Task prompt: What lines in the entries hold the string "series"? List them.

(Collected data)
▼

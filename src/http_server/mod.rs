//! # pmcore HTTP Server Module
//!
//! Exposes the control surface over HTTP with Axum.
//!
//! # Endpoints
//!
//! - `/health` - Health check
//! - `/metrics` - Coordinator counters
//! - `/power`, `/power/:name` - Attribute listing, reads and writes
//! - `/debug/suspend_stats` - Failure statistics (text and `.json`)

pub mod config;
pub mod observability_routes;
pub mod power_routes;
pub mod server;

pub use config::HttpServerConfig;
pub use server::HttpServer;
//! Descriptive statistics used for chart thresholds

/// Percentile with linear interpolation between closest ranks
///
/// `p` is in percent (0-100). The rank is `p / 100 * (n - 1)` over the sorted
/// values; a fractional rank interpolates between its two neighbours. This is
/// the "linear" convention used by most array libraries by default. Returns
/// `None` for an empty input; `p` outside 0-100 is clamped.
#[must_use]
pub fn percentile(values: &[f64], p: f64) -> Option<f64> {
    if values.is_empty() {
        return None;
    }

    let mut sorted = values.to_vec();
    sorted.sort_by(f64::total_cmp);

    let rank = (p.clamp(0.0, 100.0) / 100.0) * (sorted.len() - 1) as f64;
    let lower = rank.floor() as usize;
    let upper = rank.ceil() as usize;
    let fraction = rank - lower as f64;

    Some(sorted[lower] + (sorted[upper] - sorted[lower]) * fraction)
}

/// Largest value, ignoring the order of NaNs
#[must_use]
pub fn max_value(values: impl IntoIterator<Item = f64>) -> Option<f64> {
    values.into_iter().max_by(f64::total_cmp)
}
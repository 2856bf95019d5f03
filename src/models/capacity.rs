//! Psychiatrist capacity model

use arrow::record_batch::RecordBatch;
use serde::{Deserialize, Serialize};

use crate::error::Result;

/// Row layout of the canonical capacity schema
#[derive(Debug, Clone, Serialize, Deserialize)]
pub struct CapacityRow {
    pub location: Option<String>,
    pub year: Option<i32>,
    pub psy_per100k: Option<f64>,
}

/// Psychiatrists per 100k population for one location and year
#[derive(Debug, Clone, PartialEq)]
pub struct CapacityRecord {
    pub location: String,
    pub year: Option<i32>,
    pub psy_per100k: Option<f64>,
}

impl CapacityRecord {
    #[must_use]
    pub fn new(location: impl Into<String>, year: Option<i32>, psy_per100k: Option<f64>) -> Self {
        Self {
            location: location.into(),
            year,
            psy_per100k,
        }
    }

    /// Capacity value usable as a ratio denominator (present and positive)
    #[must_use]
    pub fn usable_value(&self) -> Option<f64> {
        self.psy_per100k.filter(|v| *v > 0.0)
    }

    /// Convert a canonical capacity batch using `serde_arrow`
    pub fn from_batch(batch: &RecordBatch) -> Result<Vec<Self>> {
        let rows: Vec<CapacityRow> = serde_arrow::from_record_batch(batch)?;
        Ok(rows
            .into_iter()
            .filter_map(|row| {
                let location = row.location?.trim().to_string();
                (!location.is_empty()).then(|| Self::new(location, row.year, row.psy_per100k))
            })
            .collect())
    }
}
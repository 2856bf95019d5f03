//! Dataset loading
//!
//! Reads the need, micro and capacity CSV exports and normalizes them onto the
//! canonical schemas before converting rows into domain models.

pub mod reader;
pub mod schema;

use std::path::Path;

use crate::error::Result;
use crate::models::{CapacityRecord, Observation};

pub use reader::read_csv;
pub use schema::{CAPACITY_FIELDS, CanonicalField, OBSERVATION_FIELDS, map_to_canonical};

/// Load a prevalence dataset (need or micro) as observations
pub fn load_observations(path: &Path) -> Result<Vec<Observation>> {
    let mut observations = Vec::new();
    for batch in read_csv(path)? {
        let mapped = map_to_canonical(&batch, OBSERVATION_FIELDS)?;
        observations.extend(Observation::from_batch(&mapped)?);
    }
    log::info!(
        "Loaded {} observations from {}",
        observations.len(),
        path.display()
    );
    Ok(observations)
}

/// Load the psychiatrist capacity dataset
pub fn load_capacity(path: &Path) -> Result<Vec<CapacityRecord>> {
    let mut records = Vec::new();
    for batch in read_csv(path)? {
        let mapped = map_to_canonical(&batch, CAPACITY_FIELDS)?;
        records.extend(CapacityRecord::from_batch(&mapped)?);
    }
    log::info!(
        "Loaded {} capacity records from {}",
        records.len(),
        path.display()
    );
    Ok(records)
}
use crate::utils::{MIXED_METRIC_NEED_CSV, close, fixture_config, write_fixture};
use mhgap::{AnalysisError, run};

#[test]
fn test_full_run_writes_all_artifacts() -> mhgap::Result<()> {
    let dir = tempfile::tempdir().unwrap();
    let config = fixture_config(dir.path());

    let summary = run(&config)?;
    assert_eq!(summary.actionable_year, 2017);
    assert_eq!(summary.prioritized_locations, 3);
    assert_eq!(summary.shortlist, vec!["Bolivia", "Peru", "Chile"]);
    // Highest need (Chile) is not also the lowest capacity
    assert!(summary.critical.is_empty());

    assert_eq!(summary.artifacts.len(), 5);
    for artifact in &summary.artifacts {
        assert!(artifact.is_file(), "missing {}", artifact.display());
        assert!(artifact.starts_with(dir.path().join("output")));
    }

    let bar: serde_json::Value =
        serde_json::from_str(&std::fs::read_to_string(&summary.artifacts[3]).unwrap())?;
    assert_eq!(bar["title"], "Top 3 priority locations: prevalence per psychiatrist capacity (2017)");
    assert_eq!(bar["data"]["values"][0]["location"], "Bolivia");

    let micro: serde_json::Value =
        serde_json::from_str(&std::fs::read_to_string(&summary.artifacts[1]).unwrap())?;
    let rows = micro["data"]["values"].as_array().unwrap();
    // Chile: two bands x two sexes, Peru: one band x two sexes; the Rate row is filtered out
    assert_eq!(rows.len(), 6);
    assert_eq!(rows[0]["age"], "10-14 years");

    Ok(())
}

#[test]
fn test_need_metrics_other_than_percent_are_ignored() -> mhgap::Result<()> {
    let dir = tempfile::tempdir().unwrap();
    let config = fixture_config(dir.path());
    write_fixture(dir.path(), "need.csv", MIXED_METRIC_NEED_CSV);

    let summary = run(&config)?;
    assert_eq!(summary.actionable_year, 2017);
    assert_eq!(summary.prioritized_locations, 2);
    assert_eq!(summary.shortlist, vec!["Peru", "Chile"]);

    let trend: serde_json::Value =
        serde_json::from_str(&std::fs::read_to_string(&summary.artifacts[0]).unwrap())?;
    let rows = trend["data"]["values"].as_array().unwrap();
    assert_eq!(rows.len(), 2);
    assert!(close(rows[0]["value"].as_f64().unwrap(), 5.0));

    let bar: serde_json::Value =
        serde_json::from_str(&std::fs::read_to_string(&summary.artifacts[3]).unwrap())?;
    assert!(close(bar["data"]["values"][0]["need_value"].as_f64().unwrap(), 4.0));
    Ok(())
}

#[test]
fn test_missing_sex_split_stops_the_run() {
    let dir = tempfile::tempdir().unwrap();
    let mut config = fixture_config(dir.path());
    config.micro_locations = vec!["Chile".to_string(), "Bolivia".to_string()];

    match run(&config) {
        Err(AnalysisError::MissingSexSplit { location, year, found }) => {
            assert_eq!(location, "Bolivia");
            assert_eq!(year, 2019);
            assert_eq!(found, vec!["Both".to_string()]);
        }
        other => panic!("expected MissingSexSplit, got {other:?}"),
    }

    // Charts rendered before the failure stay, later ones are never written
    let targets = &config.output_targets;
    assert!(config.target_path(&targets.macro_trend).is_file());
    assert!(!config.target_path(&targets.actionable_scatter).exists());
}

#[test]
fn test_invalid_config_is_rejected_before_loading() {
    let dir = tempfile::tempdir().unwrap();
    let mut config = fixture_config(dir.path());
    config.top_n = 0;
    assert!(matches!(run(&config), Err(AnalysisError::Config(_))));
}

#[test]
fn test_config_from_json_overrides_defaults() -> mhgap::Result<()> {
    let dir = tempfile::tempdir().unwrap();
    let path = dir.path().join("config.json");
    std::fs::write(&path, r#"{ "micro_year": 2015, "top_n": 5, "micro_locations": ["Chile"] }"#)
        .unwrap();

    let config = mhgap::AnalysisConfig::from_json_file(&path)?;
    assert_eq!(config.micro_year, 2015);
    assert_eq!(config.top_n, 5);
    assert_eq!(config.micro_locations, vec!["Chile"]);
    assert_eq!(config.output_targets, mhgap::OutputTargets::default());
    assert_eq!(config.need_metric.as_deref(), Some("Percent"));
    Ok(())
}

▲
▼

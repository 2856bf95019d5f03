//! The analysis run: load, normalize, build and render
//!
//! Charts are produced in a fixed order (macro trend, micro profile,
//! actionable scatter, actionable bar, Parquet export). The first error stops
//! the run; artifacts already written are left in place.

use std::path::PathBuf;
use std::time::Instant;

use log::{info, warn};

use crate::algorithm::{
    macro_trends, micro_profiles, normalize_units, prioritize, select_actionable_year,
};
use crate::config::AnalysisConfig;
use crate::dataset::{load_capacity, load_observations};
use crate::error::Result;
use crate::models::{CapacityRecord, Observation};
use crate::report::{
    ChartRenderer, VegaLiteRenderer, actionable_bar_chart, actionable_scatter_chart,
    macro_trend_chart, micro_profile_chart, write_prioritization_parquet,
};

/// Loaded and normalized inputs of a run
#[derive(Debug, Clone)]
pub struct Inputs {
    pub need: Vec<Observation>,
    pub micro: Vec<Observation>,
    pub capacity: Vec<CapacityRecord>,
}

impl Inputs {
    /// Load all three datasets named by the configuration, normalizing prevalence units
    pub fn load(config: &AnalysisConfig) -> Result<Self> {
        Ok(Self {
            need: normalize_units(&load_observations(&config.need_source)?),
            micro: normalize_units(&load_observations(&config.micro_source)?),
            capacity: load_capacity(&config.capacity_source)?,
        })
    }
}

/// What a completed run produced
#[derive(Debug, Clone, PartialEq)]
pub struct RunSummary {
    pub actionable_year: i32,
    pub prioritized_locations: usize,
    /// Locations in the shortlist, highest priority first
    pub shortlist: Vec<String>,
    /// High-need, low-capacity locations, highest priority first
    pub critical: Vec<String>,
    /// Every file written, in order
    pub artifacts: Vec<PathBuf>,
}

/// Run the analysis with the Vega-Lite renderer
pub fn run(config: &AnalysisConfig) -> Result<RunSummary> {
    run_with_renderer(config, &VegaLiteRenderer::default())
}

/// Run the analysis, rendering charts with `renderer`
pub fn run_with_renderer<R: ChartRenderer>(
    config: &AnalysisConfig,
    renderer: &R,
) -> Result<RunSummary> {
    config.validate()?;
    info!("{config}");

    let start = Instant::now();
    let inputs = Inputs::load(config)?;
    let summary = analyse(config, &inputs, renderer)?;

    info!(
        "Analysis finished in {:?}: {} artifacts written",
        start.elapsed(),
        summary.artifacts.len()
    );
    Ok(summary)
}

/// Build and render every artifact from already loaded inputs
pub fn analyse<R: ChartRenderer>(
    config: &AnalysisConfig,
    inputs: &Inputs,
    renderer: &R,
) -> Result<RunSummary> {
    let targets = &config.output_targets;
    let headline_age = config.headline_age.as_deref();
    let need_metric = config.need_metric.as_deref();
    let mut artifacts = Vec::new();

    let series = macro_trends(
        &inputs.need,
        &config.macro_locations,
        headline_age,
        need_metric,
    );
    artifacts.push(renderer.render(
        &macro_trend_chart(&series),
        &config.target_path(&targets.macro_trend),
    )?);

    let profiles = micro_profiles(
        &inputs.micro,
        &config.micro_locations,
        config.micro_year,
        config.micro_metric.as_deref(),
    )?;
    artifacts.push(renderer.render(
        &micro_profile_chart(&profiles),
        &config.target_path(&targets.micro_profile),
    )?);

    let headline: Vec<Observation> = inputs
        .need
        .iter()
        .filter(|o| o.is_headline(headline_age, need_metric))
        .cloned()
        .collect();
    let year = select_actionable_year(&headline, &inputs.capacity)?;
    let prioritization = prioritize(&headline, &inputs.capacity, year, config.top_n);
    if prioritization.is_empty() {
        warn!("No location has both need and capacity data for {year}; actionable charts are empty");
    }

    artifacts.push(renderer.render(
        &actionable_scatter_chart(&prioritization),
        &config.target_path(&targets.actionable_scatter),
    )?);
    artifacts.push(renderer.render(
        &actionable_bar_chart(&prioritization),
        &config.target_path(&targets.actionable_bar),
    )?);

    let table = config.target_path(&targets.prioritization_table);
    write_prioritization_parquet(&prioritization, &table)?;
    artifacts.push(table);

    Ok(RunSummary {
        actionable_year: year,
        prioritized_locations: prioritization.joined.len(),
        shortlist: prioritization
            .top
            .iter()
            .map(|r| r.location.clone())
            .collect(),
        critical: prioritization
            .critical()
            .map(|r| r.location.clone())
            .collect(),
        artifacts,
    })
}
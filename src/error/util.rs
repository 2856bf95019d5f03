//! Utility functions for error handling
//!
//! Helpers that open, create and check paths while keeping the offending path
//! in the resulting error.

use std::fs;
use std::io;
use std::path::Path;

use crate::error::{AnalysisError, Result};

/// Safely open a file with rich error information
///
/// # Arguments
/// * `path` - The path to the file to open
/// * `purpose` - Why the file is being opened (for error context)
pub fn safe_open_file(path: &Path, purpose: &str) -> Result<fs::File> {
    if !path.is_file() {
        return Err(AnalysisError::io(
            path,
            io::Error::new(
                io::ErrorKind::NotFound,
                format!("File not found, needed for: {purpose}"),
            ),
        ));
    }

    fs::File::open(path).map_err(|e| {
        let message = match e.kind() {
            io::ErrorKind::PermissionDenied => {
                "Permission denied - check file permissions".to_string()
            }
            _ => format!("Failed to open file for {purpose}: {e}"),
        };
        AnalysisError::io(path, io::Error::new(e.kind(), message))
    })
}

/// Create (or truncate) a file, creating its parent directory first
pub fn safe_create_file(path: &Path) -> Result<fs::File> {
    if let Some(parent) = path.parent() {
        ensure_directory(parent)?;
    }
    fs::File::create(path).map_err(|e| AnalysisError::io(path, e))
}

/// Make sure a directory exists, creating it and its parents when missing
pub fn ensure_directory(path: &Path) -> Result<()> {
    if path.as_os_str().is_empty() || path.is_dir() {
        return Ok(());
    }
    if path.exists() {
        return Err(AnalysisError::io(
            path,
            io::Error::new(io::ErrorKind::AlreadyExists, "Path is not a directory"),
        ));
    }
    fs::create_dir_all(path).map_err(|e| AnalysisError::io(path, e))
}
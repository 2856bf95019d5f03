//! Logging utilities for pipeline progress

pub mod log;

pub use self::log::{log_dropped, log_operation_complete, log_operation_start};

▲
▼

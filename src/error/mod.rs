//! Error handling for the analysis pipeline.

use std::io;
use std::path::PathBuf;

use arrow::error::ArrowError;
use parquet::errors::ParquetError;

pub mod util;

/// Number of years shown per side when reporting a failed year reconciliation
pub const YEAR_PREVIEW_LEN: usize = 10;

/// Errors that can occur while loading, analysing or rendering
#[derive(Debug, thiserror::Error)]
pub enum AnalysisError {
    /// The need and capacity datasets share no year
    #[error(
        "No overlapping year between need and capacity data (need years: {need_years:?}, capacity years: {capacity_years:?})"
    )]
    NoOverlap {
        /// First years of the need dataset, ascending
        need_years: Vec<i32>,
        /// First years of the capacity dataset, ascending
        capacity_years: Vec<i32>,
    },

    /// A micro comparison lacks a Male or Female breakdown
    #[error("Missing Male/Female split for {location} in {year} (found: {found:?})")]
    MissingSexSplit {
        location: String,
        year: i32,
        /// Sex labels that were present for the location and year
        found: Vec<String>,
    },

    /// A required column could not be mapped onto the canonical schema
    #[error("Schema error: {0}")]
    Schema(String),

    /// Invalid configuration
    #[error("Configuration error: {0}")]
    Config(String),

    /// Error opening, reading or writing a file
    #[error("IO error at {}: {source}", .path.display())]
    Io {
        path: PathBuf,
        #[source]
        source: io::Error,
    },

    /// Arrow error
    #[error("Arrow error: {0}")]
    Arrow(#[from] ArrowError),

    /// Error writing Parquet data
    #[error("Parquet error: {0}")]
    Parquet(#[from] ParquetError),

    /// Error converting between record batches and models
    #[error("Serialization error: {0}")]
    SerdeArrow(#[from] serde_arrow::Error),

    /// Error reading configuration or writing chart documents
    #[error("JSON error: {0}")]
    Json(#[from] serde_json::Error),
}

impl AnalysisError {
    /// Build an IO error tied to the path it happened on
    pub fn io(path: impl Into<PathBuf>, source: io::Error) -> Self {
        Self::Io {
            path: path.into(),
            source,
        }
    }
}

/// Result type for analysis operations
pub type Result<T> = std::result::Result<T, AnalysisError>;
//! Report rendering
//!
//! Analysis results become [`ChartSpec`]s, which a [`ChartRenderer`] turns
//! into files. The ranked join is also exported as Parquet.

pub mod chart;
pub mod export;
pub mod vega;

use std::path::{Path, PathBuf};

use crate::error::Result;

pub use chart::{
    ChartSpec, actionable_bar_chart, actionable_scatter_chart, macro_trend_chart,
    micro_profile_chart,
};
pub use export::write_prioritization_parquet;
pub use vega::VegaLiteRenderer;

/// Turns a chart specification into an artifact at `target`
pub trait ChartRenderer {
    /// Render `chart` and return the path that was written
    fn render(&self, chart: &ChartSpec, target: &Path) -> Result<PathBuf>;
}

▲

Solution to the problem:
    let series = macro_trends(
        &macro_trend_chart(&series),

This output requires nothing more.